Breaking Down Barriers to Front-End Testing
How do principles help or hinder the testing process of a web development project? Engineer Sergio Arbeo will address that question during his FrontFest 19 presentation, laying out some best practices and test approaches that have worked for him. Read his thoughts on testing principles and trends in snapshot testing below, and check out his presentation in Madrid.
What are some of the issues that go into front-end testing?
There are lots! Many application projects separate the back-end and front-end development work. But if you have your backend and frontend as separate projects, how do you feed data for testing? VCR? Mocks? Setting the back-end project just for testing? Developing a meaningful web experience requires us to think about all facets of testing for both the backend and frontend.
How do you test complex interactions? And animations? And old devices? And syncing behaviour in service workers? If you are using Puppeteer, you have some cool features, but other tests are harder to write, like testing a function that returns a symbol or any other realm-specific value.
What are the principles you apply to testing? Why do you try to be flexible with them?
I try to have as few principles as possible, if we understand principle as axioms or fundamental truths that cannot be proven. My only principle is that tests are my safety net; they are there to help me prevent regressions, or fix them should they occur. All my testing practices come from that.

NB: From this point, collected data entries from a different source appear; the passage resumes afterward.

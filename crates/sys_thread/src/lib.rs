//! Low-level thread primitives used by the stop-the-world machinery.
//!
//! Everything here is a thin, allocation-free wrapper over the operating
//! system: native thread identity, current-thread stack bounds, processor
//! count and, on unix, the signal and `pthread_atfork` plumbing the signal
//! suspend backend is built from.

use std::fmt;
use std::num::NonZeroUsize;

#[cfg(unix)]
mod unix;
#[cfg(unix)]
use unix as os;

#[cfg(windows)]
mod windows;
#[cfg(windows)]
use windows as os;

#[cfg(unix)]
pub use unix::{
    block_signals, current_signal_mask, default_restart_signal, default_suspend_signal, errno,
    first_realtime_signal, is_reserved_signal, max_signal, register_atfork, send_signal,
    set_errno, set_signal_mask, wait_for_signal, DeliveryError, SignalHandler, SignalSet,
};

#[cfg(unix)]
pub use unix::install_handler;

/// Identity of an OS thread as seen by the thread library.
///
/// On unix this is the `pthread_t` of the thread, on Windows the thread id.
/// Identities are only unique among *live* threads: the thread library is
/// free to hand the same value to a new thread once the old one was joined.
#[derive(Clone, Copy, PartialEq, Eq, Hash, PartialOrd, Ord)]
pub struct NativeThreadId(u64);

impl NativeThreadId {
    /// Wrap a raw identity value.
    #[must_use]
    pub const fn from_raw(raw: u64) -> Self {
        Self(raw)
    }

    /// The raw identity value.
    #[must_use]
    pub const fn as_raw(self) -> u64 {
        self.0
    }
}

impl fmt::Debug for NativeThreadId {
    fn fmt(&self, f: &mut fmt::Formatter<'_>) -> fmt::Result {
        write!(f, "NativeThreadId({:#x})", self.0)
    }
}

impl fmt::Display for NativeThreadId {
    fn fmt(&self, f: &mut fmt::Formatter<'_>) -> fmt::Result {
        write!(f, "{:#x}", self.0)
    }
}

/// Identity of the calling thread.
#[must_use]
pub fn current_thread_id() -> NativeThreadId {
    NativeThreadId(os::current_thread_id())
}

/// Address range occupied by a thread stack.
///
/// `start` is the lowest usable address and `end` the highest; stacks grow
/// from `end` towards `start` on every supported target.
#[derive(Debug, Clone, Copy, PartialEq, Eq)]
pub struct StackBounds {
    /// Lowest address of the stack mapping.
    pub start: usize,
    /// Highest address of the stack mapping (the cold end).
    pub end: usize,
}

impl StackBounds {
    /// Returns `true` if `addr` lies within `[start, end]`.
    #[must_use]
    pub const fn contains(&self, addr: usize) -> bool {
        addr >= self.start && addr <= self.end
    }

    /// Size of the range in bytes.
    #[must_use]
    pub const fn len(&self) -> usize {
        self.end.saturating_sub(self.start)
    }

    /// Returns `true` for an empty range.
    #[must_use]
    pub const fn is_empty(&self) -> bool {
        self.len() == 0
    }
}

/// Stack bounds of the calling thread, if the platform can report them.
#[must_use]
pub fn current_stack_bounds() -> Option<StackBounds> {
    os::current_stack_bounds()
}

/// An address close to the current stack pointer.
///
/// Inlined so the local lives in the caller's frame.
#[inline(always)]
#[must_use]
pub fn approx_sp() -> usize {
    let marker = 0u8;
    std::hint::black_box(std::ptr::addr_of!(marker)) as usize
}

/// Number of processors available to this process (at least 1).
#[must_use]
pub fn processor_count() -> usize {
    std::thread::available_parallelism().map_or(1, NonZeroUsize::get)
}
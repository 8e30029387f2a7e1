//! Tests for the allocation lock and lock ordering.

use std::sync::{Arc, Barrier};
use std::thread;

use rudo_stw::AllocationLock;
#[cfg(debug_assertions)]
use rudo_stw::sync::{highest_held, LockGuard, LockOrder};

#[test]
fn test_contended_counter_is_exact() {
    const THREADS: usize = 8;
    const ITERS: u64 = 2_000;

    let lock = Arc::new(AllocationLock::new(0u64, 4));
    let start = Arc::new(Barrier::new(THREADS));
    let handles: Vec<_> = (0..THREADS)
        .map(|_| {
            let lock = Arc::clone(&lock);
            let start = Arc::clone(&start);
            thread::spawn(move || {
                start.wait();
                for _ in 0..ITERS {
                    *lock.lock() += 1;
                }
            })
        })
        .collect();
    for handle in handles {
        handle.join().unwrap();
    }

    assert_eq!(*lock.lock(), THREADS as u64 * ITERS);
    let stats = lock.stats();
    assert_eq!(stats.total(), THREADS as u64 * ITERS + 1);
}

#[test]
fn test_uniprocessor_never_spins() {
    let lock = Arc::new(AllocationLock::new(Vec::new(), 1));
    let handles: Vec<_> = (0..4)
        .map(|n| {
            let lock = Arc::clone(&lock);
            thread::spawn(move || {
                for i in 0..500 {
                    lock.lock().push(n * 1000 + i);
                }
            })
        })
        .collect();
    for handle in handles {
        handle.join().unwrap();
    }
    assert_eq!(lock.lock().len(), 2000);
    assert_eq!(lock.stats().after_spin, 0);
}

#[test]
fn test_collecting_hint_is_visible() {
    let lock = AllocationLock::new((), 4);
    assert!(!lock.is_collecting());
    lock.set_collecting(true);
    assert!(lock.is_collecting());
    let guard = lock.lock();
    assert!(lock.is_locked());
    assert!(lock.try_lock().is_none());
    drop(guard);
    lock.set_collecting(false);
    assert!(!lock.is_locked());
}

#[cfg(debug_assertions)]
#[test]
fn test_guard_tracks_allocation_level() {
    let lock = AllocationLock::new((), 4);
    assert_eq!(highest_held(), None);
    let guard = lock.lock();
    assert_eq!(highest_held(), Some(LockOrder::Allocation));
    drop(guard);
    assert_eq!(highest_held(), None);
}

#[cfg(debug_assertions)]
#[test]
#[should_panic(expected = "Lock ordering violation")]
fn test_allocation_after_mark_lock_panics() {
    let lock = AllocationLock::new((), 4);
    let _mark = LockGuard::new(LockOrder::MarkLock);
    let _alloc = lock.lock();
}

#[cfg(debug_assertions)]
#[test]
fn test_ascending_order_is_allowed() {
    let lock = AllocationLock::new((), 4);
    let _alloc = lock.lock();
    let _mark = LockGuard::new(LockOrder::MarkLock);
    let _parker = LockGuard::new(LockOrder::Parker);
    assert_eq!(highest_held(), Some(LockOrder::Parker));
}
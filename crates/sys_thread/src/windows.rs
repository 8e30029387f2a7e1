use windows_sys::Win32::System::Threading::{GetCurrentThreadId, GetCurrentThreadStackLimits};

use crate::StackBounds;

pub fn current_thread_id() -> u64 {
    // SAFETY: GetCurrentThreadId has no preconditions.
    u64::from(unsafe { GetCurrentThreadId() })
}

#[cfg(not(miri))]
pub fn current_stack_bounds() -> Option<StackBounds> {
    let mut low: usize = 0;
    let mut high: usize = 0;
    // SAFETY: both out-pointers refer to live locals.
    unsafe {
        GetCurrentThreadStackLimits(&raw mut low, &raw mut high);
    }
    if low == 0 || high <= low {
        return None;
    }
    Some(StackBounds {
        start: low,
        end: high,
    })
}

#[cfg(miri)]
pub fn current_stack_bounds() -> Option<StackBounds> {
    None
}
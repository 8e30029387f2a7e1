//! Stop-the-world thread suspension and parallel mark coordination.
//!
//! `rudo-stw` is the part of a tracing garbage collector that brings every
//! mutator thread to a halt, hands their stacks and registers to the
//! tracer, runs marking on a pool of helper threads, and lets the world run
//! again. It owns no heap: the tracer and the allocator plug in through
//! [`Tracer`] and [`AllocatorHooks`].
//!
//! # Features
//!
//! - **Two suspension backends**: POSIX signals stop threads wherever they
//!   are; cooperative suspension stops them at [`MutatorHandle::safepoint`].
//! - **Blocking regions**: threads in a syscall count as stopped without
//!   being interrupted ([`MutatorHandle::do_blocking`]).
//! - **Parallel marking**: up to [`MAX_MARKERS`] markers per collection,
//!   synchronized on a mark generation counter.
//! - **Fork safety**: `pthread_atfork` hooks leave a usable collector in the
//!   child.
//!
//! # Quick Start
//!
//! ```
//! use std::sync::Arc;
//! use rudo_stw::{CollectorConfig, CollectorState, NoHooks, SuspendKind, ThreadRoots, Tracer};
//!
//! struct PrintRoots;
//!
//! impl Tracer for PrintRoots {
//!     fn mark_roots(&self, roots: &ThreadRoots) {
//!         println!("{:?}: {} bytes of stack", roots.id, roots.stack_len());
//!     }
//! }
//!
//! let config = CollectorConfig::default().with_suspend_kind(SuspendKind::Cooperative);
//! let collector = CollectorState::new(config, Arc::new(PrintRoots), Arc::new(NoHooks))?;
//! let mutator = collector.register_current_thread()?;
//!
//! let metrics = collector.collect()?;
//! assert_eq!(metrics.round, 1);
//! drop(mutator);
//! # Ok::<(), rudo_stw::StwError>(())
//! ```
//!
//! # Thread Safety
//!
//! [`CollectorState`] is `Send + Sync` and shared through an `Arc`.
//! [`MutatorHandle`] is `!Send`: it describes the thread that registered.

#![warn(missing_docs)]
#![warn(clippy::pedantic)]
#![warn(clippy::nursery)]
#![allow(clippy::module_name_repetitions)]

pub mod atomic;
mod collector;
mod config;
mod context;
mod error;
mod fork;
mod lock;
mod marker;
mod metrics;
pub mod registry;
mod suspend;
pub mod sync;
pub mod tracing;
mod world;

// Re-export public API
pub use collector::{AllocatorHooks, CollectorState, MutatorHandle, NoHooks, Tracer};
pub use config::{CollectorConfig, SuspendKind, DEFAULT_RETRY_INTERVAL, MAX_MARKERS};
pub use context::{capture_context, SavedContext, ThreadRoots, CONTEXT_WORDS};
pub use error::StwError;
pub use fork::install_fork_handlers;
pub use lock::{AllocGuard, AllocationLock, LockStats, SPIN_MAX};
pub use marker::{MarkerId, MARKER_STACK_SIZE};
pub use metrics::{RoundStats, StwMetrics};
pub use world::{StopOutcome, StoppedThread, WorldStopped};

pub use sys_thread::NativeThreadId;
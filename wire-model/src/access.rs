use serde_json::Value;
use std::fmt;
use wire_types::{Error, FieldId, Result};

/// Read access shared by every field variant.
///
/// Only [`get`](FieldAccess::get) is required. Everything else is derived
/// from it, so a variant that overrides `get` for a key gets consistent
/// answers from the typed helpers too.
pub trait FieldAccess: fmt::Debug + Send + Sync {
    /// Returns the value of an attribute, or `Value::Null` when unset.
    fn get(&self, key: &str) -> Value;

    /// Like `get`, but an unset attribute is an error.
    fn require(&self, key: &str) -> Result<Value> {
        match self.get(key) {
            Value::Null => Err(Error::UnknownAttribute(key.to_string())),
            value => Ok(value),
        }
    }

    /// The field id. `FieldId::NULL` for a field that does not exist.
    fn id(&self) -> FieldId {
        FieldId::from_value(&self.get("id"))
    }

    /// The field name. Empty for a field that does not exist.
    fn name(&self) -> String {
        match self.get("name") {
            Value::String(name) => name,
            _ => String::new(),
        }
    }

    /// True when this is a real, persisted field.
    fn exists(&self) -> bool {
        !self.id().is_null()
    }

    /// String attribute, if set and a string.
    fn get_str(&self, key: &str) -> Option<String> {
        match self.get(key) {
            Value::String(s) => Some(s),
            _ => None,
        }
    }

    /// Boolean attribute, if set and a boolean.
    fn get_bool(&self, key: &str) -> Option<bool> {
        self.get(key).as_bool()
    }

    /// Numeric attribute, if set and a number.
    fn get_number(&self, key: &str) -> Option<f64> {
        self.get(key).as_f64()
    }
}
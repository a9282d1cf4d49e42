//! Field model for the wire schema layer.
//!
//! Defines the field objects the rest of the system reads attributes from:
//! - [`Field`]: a named, identified field with a generic attribute store
//! - [`NullField`]: the stand-in handed out when a field lookup misses
//! - [`FieldAccess`]: the capability every field variant implements
//! - [`Fields`]: the in-memory registry that resolves ids and names
//!
//! Callers that only read attributes take `&dyn FieldAccess` (or
//! `impl FieldAccess`) and never need to branch on whether a lookup hit.
//! A missing field reports `id == 0` and `name == ""`.

mod access;
mod field;
mod null;
mod registry;

pub use access::FieldAccess;
pub use field::{Field, FieldFlags, is_valid_name};
pub use null::NullField;
pub use registry::{FieldRef, FieldSelector, Fields};
pub use wire_types::{Error, FieldId, Result};
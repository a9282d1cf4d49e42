//! Property-based tests for the null field.
//!
//! Whatever the wrapped attribute store holds, a null field must:
//! - read `id` as `0` and `name` as `""`
//! - answer every other key exactly as the base accessor would
//! - give the same answer on every read

use proptest::prelude::*;
use serde_json::{Value, json};
use wire_model::{Field, FieldAccess, NullField};

// =============================================================================
// HELPER STRATEGIES
// =============================================================================

fn key_strategy() -> impl Strategy<Value = String> {
    prop_oneof![
        Just("id".to_string()),
        Just("name".to_string()),
        Just("label".to_string()),
        Just("flags".to_string()),
        Just("type".to_string()),
        prop::string::string_regex("[a-zA-Z_]{0,12}").unwrap(),
    ]
}

fn value_strategy() -> impl Strategy<Value = Value> {
    prop_oneof![
        Just(Value::Null),
        any::<bool>().prop_map(Value::from),
        any::<u32>().prop_map(Value::from),
        any::<i64>().prop_map(Value::from),
        prop::string::string_regex("[a-z_]{1,10}").unwrap().prop_map(Value::from),
    ]
}

fn field_strategy() -> impl Strategy<Value = Field> {
    (
        any::<u32>(),
        prop::string::string_regex("[a-z_]{0,10}").unwrap(),
        any::<u32>(),
        prop::option::of(prop::string::string_regex("Fieldtype[A-Z][a-z]{1,8}").unwrap()),
        prop::collection::vec((key_strategy(), value_strategy()), 0..8),
    )
        .prop_map(|(id, name, flags, field_type, attrs)| {
            let mut field = Field::new(id, name);
            field.flags = wire_model::FieldFlags::from_bits(flags);
            field.field_type = field_type;
            for (key, value) in attrs {
                // Raw store writes, including keys the typed accessor shadows.
                field.attributes.insert(key, value);
            }
            field
        })
}

// =============================================================================
// NULL FIELD PROPERTIES
// =============================================================================

proptest! {
    #[test]
    fn id_is_always_zero(field in field_strategy()) {
        let null = NullField::from(field);
        prop_assert_eq!(null.get("id"), json!(0));
        prop_assert!(!null.exists());
    }

    #[test]
    fn name_is_always_empty(field in field_strategy()) {
        let null = NullField::from(field);
        prop_assert_eq!(null.get("name"), json!(""));
        prop_assert_eq!(FieldAccess::name(&null), String::new());
    }

    #[test]
    fn other_keys_match_base(field in field_strategy(), key in key_strategy()) {
        prop_assume!(key != "id" && key != "name");
        let null = NullField::from(field.clone());
        prop_assert_eq!(null.get(&key), field.get(&key));
        prop_assert_eq!(null.require(&key).ok(), field.require(&key).ok());
        prop_assert_eq!(null.require(&key).is_err(), field.require(&key).is_err());
    }

    #[test]
    fn reads_are_idempotent(field in field_strategy(), key in key_strategy()) {
        let null = NullField::from(field);
        let first = null.get(&key);
        prop_assert_eq!(null.get(&key), first.clone());
        prop_assert_eq!(null.get(&key), first);
    }

    #[test]
    fn reads_do_not_mutate(field in field_strategy(), key in key_strategy()) {
        let null = NullField::from(field);
        let before = null.clone();
        let _ = null.get(&key);
        let _ = null.require(&key);
        prop_assert_eq!(null, before);
    }
}
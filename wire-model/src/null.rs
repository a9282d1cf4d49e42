use serde_json::Value;
use wire_types::FieldId;

use crate::{Field, FieldAccess};

/// A field that does not exist.
///
/// Returned in place of a real [`Field`] when a lookup misses, so callers
/// can read attributes without checking for absence first. `id` always
/// reads as `0` and `name` as `""`, whatever the wrapped store holds; every
/// other key is answered by the wrapped field's generic accessor.
#[derive(Debug, Clone, Default, PartialEq)]
pub struct NullField {
    inner: Field,
}

impl NullField {
    pub fn new() -> Self {
        Self::default()
    }

    pub fn get(&self, key: &str) -> Value {
        match key {
            "id" => FieldId::NULL.into(),
            "name" => Value::String(String::new()),
            _ => self.inner.get(key),
        }
    }
}

impl From<Field> for NullField {
    fn from(inner: Field) -> Self {
        Self { inner }
    }
}

impl FieldAccess for NullField {
    fn get(&self, key: &str) -> Value {
        NullField::get(self, key)
    }
}
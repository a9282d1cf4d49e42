//! In-memory field registry.
//!
//! Resolves fields by id or name. [`Fields::find`] reports a miss as `None`;
//! [`Fields::get`] reports it as a [`NullField`] so the caller can keep
//! reading attributes.

use serde_json::Value;
use std::collections::{BTreeMap, HashMap};
use std::fmt;
use tracing::debug;
use wire_types::{Error, FieldId, Result};

use crate::{Field, FieldAccess, NullField, is_valid_name};

/// How a field is looked up.
#[derive(Debug, Clone, PartialEq, Eq, Hash)]
pub enum FieldSelector {
    Id(FieldId),
    /// Matched exactly; a numeric string is still a name.
    Name(String),
}

impl From<FieldId> for FieldSelector {
    fn from(id: FieldId) -> Self {
        Self::Id(id)
    }
}

impl From<u32> for FieldSelector {
    fn from(id: u32) -> Self {
        Self::Id(FieldId::new(id))
    }
}

impl From<&str> for FieldSelector {
    fn from(name: &str) -> Self {
        Self::Name(name.to_string())
    }
}

impl From<String> for FieldSelector {
    fn from(name: String) -> Self {
        Self::Name(name)
    }
}

impl fmt::Display for FieldSelector {
    fn fmt(&self, f: &mut fmt::Formatter<'_>) -> fmt::Result {
        match self {
            Self::Id(id) => write!(f, "id {id}"),
            Self::Name(name) => write!(f, "name {name:?}"),
        }
    }
}

/// Result of [`Fields::get`]: the registered field, or the null field.
#[derive(Debug, Clone, PartialEq)]
pub enum FieldRef<'a> {
    Found(&'a Field),
    Missing(NullField),
}

impl<'a> FieldRef<'a> {
    pub fn is_found(&self) -> bool {
        matches!(self, Self::Found(_))
    }

    /// Drops the null field, leaving an explicit option.
    pub fn found(self) -> Option<&'a Field> {
        match self {
            Self::Found(field) => Some(field),
            Self::Missing(_) => None,
        }
    }
}

impl FieldAccess for FieldRef<'_> {
    fn get(&self, key: &str) -> Value {
        match self {
            Self::Found(field) => field.get(key),
            Self::Missing(null) => null.get(key),
        }
    }
}

/// All known fields, indexed by id and by name.
#[derive(Debug, Clone, Default)]
pub struct Fields {
    by_id: BTreeMap<FieldId, Field>,
    ids_by_name: HashMap<String, FieldId>,
}

impl Fields {
    pub fn new() -> Self {
        Self::default()
    }

    /// Loads field definitions from a JSON array.
    pub fn from_json(json: &str) -> Result<Self> {
        let definitions: Vec<Field> = serde_json::from_str(json)?;
        let mut fields = Self::new();
        for field in definitions {
            fields.insert(field)?;
        }
        Ok(fields)
    }

    /// Registers a field, replacing any field with the same id.
    ///
    /// Fields must have a non-zero id and a valid name, and a name may only
    /// belong to one id.
    pub fn insert(&mut self, field: Field) -> Result<()> {
        if field.id.is_null() {
            return Err(Error::NotPersisted(field.name));
        }
        if !is_valid_name(&field.name) {
            return Err(Error::InvalidAttribute {
                key: "name".to_string(),
                reason: format!("{:?} is not a valid field name", field.name),
            });
        }
        if let Some(&owner) = self.ids_by_name.get(&field.name) {
            if owner != field.id {
                return Err(Error::DuplicateName(field.name));
            }
        }

        if let Some(previous) = self.by_id.get(&field.id) {
            debug!("Replacing field {} ({})", field.id, previous.name);
            if previous.name != field.name {
                self.ids_by_name.remove(&previous.name);
            }
        }
        self.ids_by_name.insert(field.name.clone(), field.id);
        self.by_id.insert(field.id, field);
        Ok(())
    }

    pub fn remove(&mut self, selector: impl Into<FieldSelector>) -> Option<Field> {
        let id = self.resolve(&selector.into())?;
        let field = self.by_id.remove(&id)?;
        self.ids_by_name.remove(&field.name);
        Some(field)
    }

    /// Looks up a field, reporting a miss as `None`.
    pub fn find(&self, selector: impl Into<FieldSelector>) -> Option<&Field> {
        let id = self.resolve(&selector.into())?;
        self.by_id.get(&id)
    }

    /// Looks up a field, substituting a [`NullField`] on a miss.
    pub fn get(&self, selector: impl Into<FieldSelector>) -> FieldRef<'_> {
        let selector = selector.into();
        match self.resolve(&selector).and_then(|id| self.by_id.get(&id)) {
            Some(field) => FieldRef::Found(field),
            None => {
                debug!("Field not found by {selector}, returning null field");
                FieldRef::Missing(NullField::new())
            }
        }
    }

    pub fn len(&self) -> usize {
        self.by_id.len()
    }

    pub fn is_empty(&self) -> bool {
        self.by_id.is_empty()
    }

    /// Registered fields in id order.
    pub fn iter(&self) -> impl Iterator<Item = &Field> {
        self.by_id.values()
    }

    fn resolve(&self, selector: &FieldSelector) -> Option<FieldId> {
        match selector {
            FieldSelector::Id(id) if self.by_id.contains_key(id) => Some(*id),
            FieldSelector::Id(_) => None,
            FieldSelector::Name(name) => self.ids_by_name.get(name).copied(),
        }
    }
}
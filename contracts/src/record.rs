//! The IOU record — the versioned ledger entity shared between two accounts.
//!
//! A record version is a value, not an object: once created it never changes.
//! Transitioning a record (e.g. the borrower accepting an IOU) produces a
//! fresh version carrying the same `record_id`, and the ledger marks the
//! prior version consumed. Superseded versions stay queryable as history.

use serde::{Deserialize, Serialize};
use std::fmt;
use std::str::FromStr;
use uuid::Uuid;

// ---------------------------------------------------------------------------
// RecordStatus
// ---------------------------------------------------------------------------

/// Lifecycle status of an IOU record.
///
/// The ledger text form (`IOU_CREATED` / `IOU_ACCEPTED`) is the canonical
/// wire and storage encoding. The enum is closed: text that is not one of
/// the two known statuses fails to parse, so no third status can enter the
/// system through deserialization.
#[derive(Debug, Clone, Copy, PartialEq, Eq, Hash, Serialize, Deserialize)]
pub enum RecordStatus {
    /// Issued by the lender, awaiting the borrower's acceptance.
    #[serde(rename = "IOU_CREATED")]
    Created,
    /// Accepted by the borrower. Terminal in the current domain.
    #[serde(rename = "IOU_ACCEPTED")]
    Accepted,
}

impl fmt::Display for RecordStatus {
    fn fmt(&self, f: &mut fmt::Formatter<'_>) -> fmt::Result {
        match self {
            Self::Created => write!(f, "IOU_CREATED"),
            Self::Accepted => write!(f, "IOU_ACCEPTED"),
        }
    }
}

impl FromStr for RecordStatus {
    type Err = UnknownStatus;

    fn from_str(s: &str) -> Result<Self, Self::Err> {
        match s {
            "IOU_CREATED" => Ok(Self::Created),
            "IOU_ACCEPTED" => Ok(Self::Accepted),
            other => Err(UnknownStatus(other.to_string())),
        }
    }
}

/// Error returned when parsing a status string that names no known status.
#[derive(Debug, Clone, PartialEq, Eq, thiserror::Error)]
#[error("unknown record status: {0:?}")]
pub struct UnknownStatus(pub String);

// ---------------------------------------------------------------------------
// PartyRef
// ---------------------------------------------------------------------------

/// The anonymous, per-transaction identity of a participant account.
///
/// `key` is a hex-encoded Ed25519 public key minted freshly for this record
/// by the account's owning host. The account id is stable; the key is not —
/// two records involving the same account carry unrelated keys, so a ledger
/// observer cannot link them.
#[derive(Debug, Clone, PartialEq, Eq, Serialize, Deserialize)]
pub struct PartyRef {
    /// Stable identifier of the account behind this key.
    pub account_id: Uuid,
    /// Hex-encoded one-time Ed25519 public key.
    pub key: String,
}

impl PartyRef {
    /// Creates a party reference from an account id and a hex-encoded key.
    pub fn new(account_id: Uuid, key: impl Into<String>) -> Self {
        Self {
            account_id,
            key: key.into(),
        }
    }
}

impl fmt::Display for PartyRef {
    fn fmt(&self, f: &mut fmt::Formatter<'_>) -> fmt::Result {
        // Key prefix only: the full 64 hex chars drown log lines.
        let prefix = self.key.get(..8).unwrap_or(&self.key);
        write!(f, "{}@{}", prefix, self.account_id)
    }
}

// ---------------------------------------------------------------------------
// IouRecord
// ---------------------------------------------------------------------------

/// One version of an IOU between a lender account and a borrower account.
///
/// `record_id` is the stable business identifier carried across status
/// transitions. It is distinct from the per-submission state reference the
/// ledger assigns when a version is committed — the former answers "which
/// IOU is this", the latter answers "which point-in-time version is this".
///
/// `account_owner_id` determines which account's vault partition indexes
/// this version for queries; the issuing flow sets it to the lender account.
#[derive(Debug, Clone, PartialEq, Eq, Serialize, Deserialize)]
pub struct IouRecord {
    /// The amount owed, in the ledger's integer unit.
    pub value: i64,
    /// The party the value is owed to.
    pub lender: PartyRef,
    /// The party that owes the value.
    pub borrower: PartyRef,
    /// Current lifecycle status of this version.
    pub status: RecordStatus,
    /// Stable business identifier, carried across transitions.
    pub record_id: Uuid,
    /// Account under which this version is indexed for queries.
    pub account_owner_id: Uuid,
}

impl IouRecord {
    /// Creates the initial `Created` version of a new IOU.
    ///
    /// A fresh `record_id` is minted by the caller (the issuing flow) so the
    /// model itself stays clock- and randomness-free.
    pub fn new(
        value: i64,
        lender: PartyRef,
        borrower: PartyRef,
        record_id: Uuid,
        account_owner_id: Uuid,
    ) -> Self {
        Self {
            value,
            lender,
            borrower,
            status: RecordStatus::Created,
            record_id,
            account_owner_id,
        }
    }

    /// Returns a copy of this record with a new status.
    ///
    /// This is how transitions are expressed: the prior version is left
    /// untouched and the copy becomes the produced state of an `Update`
    /// transaction. `record_id` and all other fields are carried over.
    pub fn with_status(&self, status: RecordStatus) -> Self {
        Self {
            status,
            ..self.clone()
        }
    }

    /// The hex-encoded keys of the involved parties.
    ///
    /// Only participants' signatures are ever required for a transition of
    /// this record — the contract checks required signers against this set.
    pub fn participants(&self) -> [&str; 2] {
        [&self.lender.key, &self.borrower.key]
    }
}

// ---------------------------------------------------------------------------
// Tests
// ---------------------------------------------------------------------------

A software test needs to be easily readable. Otherwise, it would be telling me that something is failing, but just knowing that would not help with the debugging process.
A test being readable also would span a few more of my practices, which include using white lines for separating paragraphs, not adding too much logic in
before hooks, or trying not to use different methods for the same purpose.
And the list goes on and on and on, due to the complexities of digital product development.
I’m flexible with testing practices, as long as they contribute to the main goal of having a great safety net. I think my turning-30 crisis made me have fewer strong opinions (as long as they could not be linted / tested automatically).
What programs (if any) do you use for testing?
Just an editor and Chrome when testing on my day to day work.
What upcoming trends will impact how you work?
I hope we can see a mature usage for snapshot testing, which uses snapshots of the HTML structure and compares it to a previous, kept copy - something I discuss in my talk.
Visual Testing is what I think will have the most impact not only on my work, but on my UXD colleagues’ work, as well. We have, already, good tools out there, but some libraries are pushing the boundaries, giving you the option to interact with the snapshot and not just look at a static image.
Puppeteer has good traction, too, and though it makes testing simple and convenient in some ways, a few other tests are harder to write given your tests run in a different realm from where they are written.
A final tool I’ll be keeping an eye on is cypress, which for the small time I spent giving it a go, looks like a modern Selenium.
What other topics/sessions are you looking forward to at FrontFest?
All of them! Really, FrontFest has some really good web development talks this year. I cannot choose between Service Workers, Web Components, routing, diversity in tech, performant animations, and Custom Properties. They all are changing how we make and understand the web user experience today, and will certainly keep improving it in the following years. If I had to choose one, I’d say James Heda Weng’s talk about improving communication between design and engineering, a key issue DockYard focuses on as well, by having a strong UXD team.